Start of Study material
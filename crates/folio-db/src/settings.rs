use anyhow::Result;
use tracing::warn;

use crate::{Database, OptionalExt};

pub const REACTION_EMOJIS_KEY: &str = "reaction_emojis";

pub const DEFAULT_REACTION_EMOJIS: [&str; 6] = ["👍", "❤️", "😂", "😮", "😢", "🔥"];

impl Database {
    pub fn get_setting(&self, key: &str) -> Result<Option<String>> {
        self.with_conn(|conn| {
            conn.query_row("SELECT value FROM settings WHERE key = ?1", [key], |r| r.get(0))
                .optional()
        })
    }

    pub fn put_setting(&self, key: &str, value: &str) -> Result<()> {
        self.with_conn(|conn| {
            conn.execute(
                "INSERT INTO settings (key, value) VALUES (?1, ?2)
                 ON CONFLICT (key) DO UPDATE SET value = excluded.value",
                (key, value),
            )?;
            Ok(())
        })
    }

    /// Every stored setting as raw `(key, value)` text, ordered by key.
    pub fn all_settings(&self) -> Result<Vec<(String, String)>> {
        self.with_conn(|conn| {
            let mut stmt = conn.prepare("SELECT key, value FROM settings ORDER BY key")?;
            let rows = stmt
                .query_map([], |r| Ok((r.get(0)?, r.get(1)?)))?
                .collect::<std::result::Result<Vec<_>, _>>()?;
            Ok(rows)
        })
    }

    /// The current reaction allow-list, falling back to the defaults when
    /// the setting is missing or unreadable.
    pub fn reaction_emojis(&self) -> Result<Vec<String>> {
        let Some(raw) = self.get_setting(REACTION_EMOJIS_KEY)? else {
            return Ok(default_emojis());
        };

        match serde_json::from_str::<Vec<String>>(&raw) {
            Ok(emojis) => Ok(emojis),
            Err(e) => {
                warn!("Unreadable {} setting ({}), using defaults", REACTION_EMOJIS_KEY, e);
                Ok(default_emojis())
            }
        }
    }

    pub fn set_reaction_emojis(&self, emojis: &[String]) -> Result<()> {
        let value = serde_json::to_string(emojis)?;
        self.put_setting(REACTION_EMOJIS_KEY, &value)
    }
}

fn default_emojis() -> Vec<String> {
    DEFAULT_REACTION_EMOJIS.iter().map(|e| e.to_string()).collect()
}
End of Study material
All lines above that include the word "stmt" should be located and copied.

§ **Your response**
            let mut stmt = conn.prepare("SELECT key, value FROM settings ORDER BY key")?;
            let rows = stmt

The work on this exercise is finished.